For a preview of some of the book, check out most of Chapter 3 republished in the New York Times as “The Rise of the New Groupthink." Or buy it.  Or hit me up and borrow my copy.  Just make sure you don’t mind my annotations, all my scribbled exclamations of recognition, Hey, there’s me.  There’s me again.  Such a good feeling that even when I’m sitting in my Quiet, I’m not alone.  A whole lot of other people are sitting here too, nodding their heads in acknowledgment of #9 below, avoiding chit chat in favor of dreaming big dreams in the quiet of their own heads.









Please note that as a contributor to From Left to Write, the virtual blogging bookclub, I received a free copy of the book for review -- so cool, right? Thanks, FLtW! Opinions are purely my own and are, like I said, opinions. Oh, and my hair is naturally wavy and I am not from Boston.  That part was lies.  The rest is all true.

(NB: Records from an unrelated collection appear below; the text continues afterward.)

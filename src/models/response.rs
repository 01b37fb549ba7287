use serde::{Deserialize, Serialize};

use super::request::InlineData;

#[derive(Debug, Clone, Default, Serialize, Deserialize)]
#[serde(rename_all = "camelCase")]
pub struct ResponseEnvelope {
    #[serde(default)]
    pub candidates: Vec<Candidate>,
    #[serde(default, skip_serializing_if = "Option::is_none")]
    pub prompt_feedback: Option<PromptFeedback>,
    #[serde(default, skip_serializing_if = "Option::is_none")]
    pub usage_metadata: Option<UsageMetadata>,
    #[serde(default, skip_serializing_if = "Option::is_none")]
    pub model_version: Option<String>,
}

impl ResponseEnvelope {
    pub fn first_candidate(&self) -> Option<&Candidate> {
        self.candidates.first()
    }

    /// Parts of the first candidate, in response order.
    pub fn first_parts(&self) -> &[ResponsePart] {
        self.first_candidate()
            .and_then(|candidate| candidate.content.as_ref())
            .map(|content| content.parts.as_slice())
            .unwrap_or(&[])
    }
}

#[derive(Debug, Clone, Default, Serialize, Deserialize)]
#[serde(rename_all = "camelCase")]
pub struct Candidate {
    #[serde(default, skip_serializing_if = "Option::is_none")]
    pub content: Option<ResponseContent>,
    #[serde(default, skip_serializing_if = "Option::is_none")]
    pub finish_reason: Option<String>,
}

#[derive(Debug, Clone, Default, Serialize, Deserialize)]
pub struct ResponseContent {
    #[serde(default)]
    pub parts: Vec<ResponsePart>,
    #[serde(default, skip_serializing_if = "Option::is_none")]
    pub role: Option<String>,
}

/// A response part. Kinds other than text and inline data (function calls,
/// code execution, ...) deserialize with both fields empty and are skipped.
#[derive(Debug, Clone, Default, Serialize, Deserialize)]
#[serde(rename_all = "camelCase")]
pub struct ResponsePart {
    #[serde(default, skip_serializing_if = "Option::is_none")]
    pub text: Option<String>,
    #[serde(default, skip_serializing_if = "Option::is_none")]
    pub inline_data: Option<InlineData>,
    #[serde(default, skip_serializing_if = "Option::is_none")]
    pub thought: Option<bool>,
}

impl ResponsePart {
    pub fn text(text: impl Into<String>) -> Self {
        Self {
            text: Some(text.into()),
            ..Default::default()
        }
    }

    pub fn inline(mime_type: impl Into<String>, data: impl Into<String>) -> Self {
        Self {
            inline_data: Some(InlineData {
                mime_type: mime_type.into(),
                data: data.into(),
            }),
            ..Default::default()
        }
    }

    pub fn is_thought(&self) -> bool {
        self.thought.unwrap_or(false)
    }
}

#[derive(Debug, Clone, Default, Serialize, Deserialize)]
#[serde(rename_all = "camelCase")]
pub struct PromptFeedback {
    #[serde(default, skip_serializing_if = "Option::is_none")]
    pub block_reason: Option<String>,
}

#[derive(Debug, Clone, Default, Serialize, Deserialize)]
#[serde(rename_all = "camelCase")]
pub struct UsageMetadata {
    #[serde(default)]
    pub prompt_token_count: u32,
    #[serde(default)]
    pub candidates_token_count: u32,
    #[serde(default)]
    pub thoughts_token_count: u32,
    #[serde(default)]
    pub total_token_count: u32,
}

impl ResponseEnvelope {
    /// Single-candidate envelope, mostly useful for fakes.
    pub fn from_parts(parts: Vec<ResponsePart>) -> Self {
        Self {
            candidates: vec![Candidate {
                content: Some(ResponseContent {
                    parts,
                    role: Some("model".to_string()),
                }),
                finish_reason: Some("STOP".to_string()),
            }],
            ..Default::default()
        }
    }
}

#[cfg(test)]
mod tests {
    use super::*;

    #[test]
    fn test_parses_gemini_response() {
        let raw = r#"{
            "candidates": [{
                "content": {
                    "role": "model",
                    "parts": [
                        { "text": "Here is your image" },
                        { "inlineData": { "mimeType": "image/png", "data": "iVBORw0K" } },
                        { "functionCall": { "name": "noop", "args": {} } }
                    ]
                },
                "finishReason": "STOP",
                "index": 0
            }],
            "usageMetadata": { "promptTokenCount": 12, "totalTokenCount": 1300 },
            "modelVersion": "gemini-2.5-flash-image"
        }"#;

        let envelope: ResponseEnvelope = serde_json::from_str(raw).unwrap();
        let parts = envelope.first_parts();
        assert_eq!(parts.len(), 3);
        assert_eq!(parts[0].text.as_deref(), Some("Here is your image"));
        assert_eq!(parts[1].inline_data.as_ref().unwrap().data, "iVBORw0K");
        assert!(parts[2].text.is_none() && parts[2].inline_data.is_none());
        assert_eq!(envelope.usage_metadata.unwrap().prompt_token_count, 12);
    }

    #[test]
    fn test_blocked_prompt_has_no_candidates() {
        let raw = r#"{ "promptFeedback": { "blockReason": "SAFETY" } }"#;
        let envelope: ResponseEnvelope = serde_json::from_str(raw).unwrap();
        assert!(envelope.first_candidate().is_none());
        assert!(envelope.first_parts().is_empty());
        assert_eq!(
            envelope.prompt_feedback.unwrap().block_reason.as_deref(),
            Some("SAFETY")
        );
    }
}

Are you an introvert or extrovert?.Author Susan Cain explores how introverts can be powerful in a world where being an extrovert is highly valued. Join From Left to Write on January 19 as we discuss Quiet:The Power of Introverts by Susan Cain. We'll also be chatting live with Susan Cain at 9PM Eastern on January 26. 

9 comments:

Thien-Kim aka Kim said...

There are many days where I want to curl up with a cup of coffee and a good book!

Janin said...

#9 Reminds me that I often have a book in hand as a way to try to stop people from visiting with me when what I really need is a chance to recharge. On the other hand, it amazes me how frequently it ends up being a conversation starter instead...

Ariane said...

Janin, thank you! I do the same and just realized that, on the flip side, I am *always* such a snoop when other people are reading something, trying to see the title on the spine, and sometimes EVEN striking up a conversation myself with them about their book, especially if it's something I loved. My crazy-love for books is sometimes stronger than my love for quiet. ;>

Taylor said...

I am *so* with you on this one - I'll be chatty all day online, but in actuality all I want to do is curl up quietly by myself! And please don't make me go anywhere to interact with anyone - aack!

Marianne Thomas said...

I love your son's sense of humor. ;-)

Great post!

Karen said...

Nobody who knows me would ever guess that I'm shy...ever. But, I am, at a minimum, until I get my bearings. I know there are different degrees of shyness and while I'm not extreme there, it still has its effects.

Alicia said...

I'm the oldest in my family too and always felt as if I had to set the example for my siblings. I know I'm an introvert, but an introvert with lust for the qualities of an extrovert, so I pushed myself to excel in high school in sports, cheerleading, yearbook staff, etc. Even now I force myself to go dancing and to events but the whole time like you I would rather be cuddled up on my couch with my laptop or a good book.
Excellent post!

Marlene said...

Such a good post, even with the drool!

Joy Weese Moll said...

Interesting point about being the oldest requiring more extroversion than might normally be natural.